Amid backlash, Williams has received the support of the Christian Institute, which called the controversy both "chilling and unnecessary."
"For years we've warned of growing hostility towards people with mainstream Christian views," the organization said. "The terms 'equality,' 'diversity' and 'tolerance' have been twisted out of all recognition in an attempt to marginalize, shame and punish Christian people."
It added, "Nigel Williams made it crystal clear that he would be prepared to do work for Jo Lockwood. Indeed, his email said: 'I am very happy to print for you.' However, he was not prepared to do work for a business that actively promoted a cause which might impact negatively on those with a Christian faith. It is a fundamental tenet of free speech and freedom of belief that people should not be forced to help promote causes flatly contrary to their own deeply held views."
Over the past several years, numerous Christian business owners have been sued for discrimination over their refusal to provide services to organizations or individuals whose practices they see as violating their religious beliefs.
Earlier this month, United States Attorney Gen. Jeff Sessions issued a guidance on religious liberty that instructs all federal agencies to protect individuals and organizations' rights "to perform or abstain from performing certain physical acts in accordance with one's beliefs."
"Except in the narrowest of circumstances, no one should be forced to choose between living out his or her faith and complying with the law," the attorney general wrote. "To the greatest extent practicable and permitted by law, religious observance and practice should be reasonably accommodated in all government action, including employment, contracting and programming."
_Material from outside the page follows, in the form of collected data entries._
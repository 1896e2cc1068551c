// This software is provided for non-commercial use only.
// Commercial use is strictly prohibited.
// If you use, modify, or redistribute this software, you must provide proper attribution to the original author.
// (c) 2026 Onur Tuna. All rights reserved.

//! Read-only aggregation over several existing tubs.
//!
//! The group owns no storage: counts, records and generators all delegate to
//! the member tubs. Records are addressed by `(member position, index)`.

use std::path::{Path, PathBuf};
use std::sync::Arc;

use tracing::{info, warn};

use crate::config::TrainingConfig;
use crate::error::{Result, TubError};
use crate::storage::generators::{self, BatchGen, RecordGen, RecordSource, XyGen};
use crate::storage::index::TubFrame;
use crate::storage::record::{Record, Schema};
use crate::storage::tub::Tub;

pub struct TubGroup {
    tubs: Vec<Tub>,
    /// Union of member `(input, type)` pairs, first seen first.
    schema: Schema,
}

impl TubGroup {
    /// Open every path as an existing tub. Fails on the first that is not one.
    pub fn new<I, P>(paths: I) -> Result<Self>
    where
        I: IntoIterator<Item = P>,
        P: AsRef<Path>,
    {
        let tubs = paths.into_iter().map(Tub::open).collect::<Result<Vec<_>>>()?;
        let schema = merge_schemas(&tubs);
        info!(tubs = tubs.len(), fields = schema.len(), "Opened tub group");
        Ok(TubGroup { tubs, schema })
    }

    /// Comma-separated list of tub paths, e.g. `data/tub_0,data/tub_1`.
    pub fn from_list(list: &str) -> Result<Self> {
        Self::new(list.split(',').map(str::trim).filter(|p| !p.is_empty()))
    }

    pub fn inputs(&self) -> &[String] {
        &self.schema.inputs
    }

    pub fn types(&self) -> &[String] {
        &self.schema.types
    }

    pub fn schema(&self) -> &Schema {
        &self.schema
    }

    pub fn tubs(&self) -> &[Tub] {
        &self.tubs
    }

    pub fn get_num_tubs(&self) -> usize {
        self.tubs.len()
    }

    pub fn get_num_records(&self) -> usize {
        self.tubs.iter().map(Tub::get_num_records).sum()
    }

    /// Member tub opened from `path`.
    pub fn get_tub(&self, path: impl AsRef<Path>) -> Option<&Tub> {
        let path = path.as_ref();
        self.tubs.iter().find(|t| t.path() == path)
    }

    /// Record `ix` of the member tub at `path`.
    pub fn get_record(&self, path: impl AsRef<Path>, ix: usize) -> Result<Record> {
        let path = path.as_ref();
        self.get_tub(path)
            .ok_or_else(|| TubError::NotATub { path: path.to_path_buf() })?
            .get_record(ix)
    }

    /// Each member's derived index, paired with its path.
    pub fn get_df(&self) -> Vec<(PathBuf, Arc<TubFrame>)> {
        self.tubs
            .iter()
            .map(|t| (t.path().to_path_buf(), t.get_df()))
            .collect()
    }

    pub fn get_record_gen(&self) -> RecordGen<'_, Self> {
        generators::record_gen(self)
    }

    pub fn get_batch_gen(&self, batch_size: usize, keys: Option<&[&str]>) -> Result<BatchGen<'_, Self>> {
        generators::batch_gen(self, batch_size, keys)
    }

    pub fn get_train_val_gen(
        &self,
        x_keys: &[&str],
        y_keys: &[&str],
        config: &TrainingConfig,
    ) -> Result<(XyGen<'_, Self>, XyGen<'_, Self>)> {
        generators::train_val_gen(self, x_keys, y_keys, config)
    }
}

impl RecordSource for TubGroup {
    type Key = (usize, usize);

    fn field_names(&self) -> Vec<String> {
        self.schema.inputs.clone()
    }

    fn readable_keys(&self) -> Vec<(usize, usize)> {
        self.tubs
            .iter()
            .enumerate()
            .flat_map(|(pos, tub)| tub.get_df().indices().into_iter().map(move |ix| (pos, ix)))
            .collect()
    }

    fn read(&self, (pos, ix): (usize, usize)) -> Result<Record> {
        self.tubs[pos].get_record(ix)
    }
}

fn merge_schemas(tubs: &[Tub]) -> Schema {
    let mut merged = Schema { inputs: Vec::new(), types: Vec::new() };
    for tub in tubs {
        for (input, type_name) in tub.schema().fields() {
            match merged.type_of(input) {
                None => {
                    merged.inputs.push(input.to_string());
                    merged.types.push(type_name.to_string());
                }
                Some(existing) if existing != type_name => {
                    warn!(
                        tub = ?tub.path(),
                        field = input,
                        kept = existing,
                        ignored = type_name,
                        "Conflicting field types across tubs"
                    );
                }
                Some(_) => {}
            }
        }
    }
    merged
}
"Our freedom as citizens has always been inextricably linked with our religious freedom as a people," Sessions said. "It has protected both the freedom to worship and the freedom not to believe. Every American has a right to believe, worship, and exercise their faith. The protections for this right, enshrined in our Constitution and laws, serve to declare and protect this important part of our heritage."
This December, the U.S. Supreme Court will hear the case of a Colorado baker who was punished for refusing to serve a same-sex wedding. When asked about the case, Sessions told the Christian Broadcasting Network that "that too often we have ignored what the Constitution actually says."
"It says Congress shall make no law respecting the establishment of a religion nor prohibiting the free exercise thereof," he said. "So the question is, the cake baker has more than just a personal view here. He has a religious view and he feels that he is not being able to freely exercise his religion by being required to participate in a ceremony in some fashion that he does not believe in."
The Religious Freedom Restoration Act of 1993, he said, states that the government shouldn't constrict an individual's religious belief "without a compelling reason to do so."
"So we think that statute has been ignored too often and not respected sufficiently," he said.